With all this talk of reviews and ratcheting during Bonn, ECO would like to strongly remind developed country Parties that the first opportunity to in fact test these mechanisms would be during the forthcoming session in June. With the KP and ADP Ministerial’s looming large, ECO wants to send a take-home message to all developed countries: now is your moment to demonstrate that developed countries are going to show leadership through presenting more ambitious pledges, both emission reductions and finance. This does not only apply to KP parties; ECO strongly urges the US, New Zealand, Japan, Russia and Canada to step up to the plate and start walking the talk by presenting comparable ambitious commitments as well.

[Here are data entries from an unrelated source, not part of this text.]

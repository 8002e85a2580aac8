//! Utility modules for configuration and error handling.

pub mod config;
pub mod error;

// Re-export commonly used error types for convenience
pub use error::{LookupError, OutputError, StoreError};
//! Hero command implementation.

use super::models::HeroArgs;
use super::utils::load_catalog;
use crate::lookup::{assess_hero, fetch_hero};
use crate::output::{render_hero, write_report, HeroReport};
use crate::store::HeroStore;
use anyhow::{Context, Result};
use log::info;

/// Execute the hero command
///
/// **Public** - main entry point called from main.rs
///
/// # Errors
/// * "Hero not found" for invalid or unknown ids
/// * The store's message when the request fails
/// * File write errors for `--output`
pub fn execute_hero<S: HeroStore + ?Sized>(store: &S, args: HeroArgs) -> Result<()> {
    // Rarities resolve against the catalog, so it loads first
    let catalog = load_catalog(store);

    let hero = fetch_hero(store, &args.id).map_err(|e| anyhow::anyhow!(e.message()))?;
    let traits = assess_hero(&catalog.traits, &hero);

    println!("{}", render_hero(&hero, &traits));

    if let Some(path) = &args.output {
        let report = HeroReport::new(hero, traits);
        write_report(&report, path).context("Failed to write hero report")?;
        info!("✓ Report written to: {}", path.display());
    }

    Ok(())
}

If developed countries fail to capture this important political moment, there could be serious implications for a new agreement in 2015. There is no logic to developed countries demanding more from developing countries when they have thus far been unwilling to fulfil their own responsibilities. The ambition gap is large. It needs to be filled. The best way for this to happen is through the ratcheting up of existing emission reduction and financial commitments from developed countries.

ECO supports the efforts to look at other concrete actions, such as scaled up renewable energy and energy efficiency actions, that can help close the gigatonne gap. That said, we are also weary of these being used as a means to circumvent the basic responsibility for developed countries to lead. Coming back to Bonn in June with revised pledges will send the signal that this process so sorely needs - that developed country governments are serious about climate change and that they are willing to take their fair share of effort in dealing with the crisis. It will also send an important signal to developing countries that so desperately want to see concrete signs of good faith in these negotiations.

To the US, EU, Canada, Russia, Australia, New Zealand and Japan - come to June with Ambition or take the responsibility for placing at risk a future global agreement.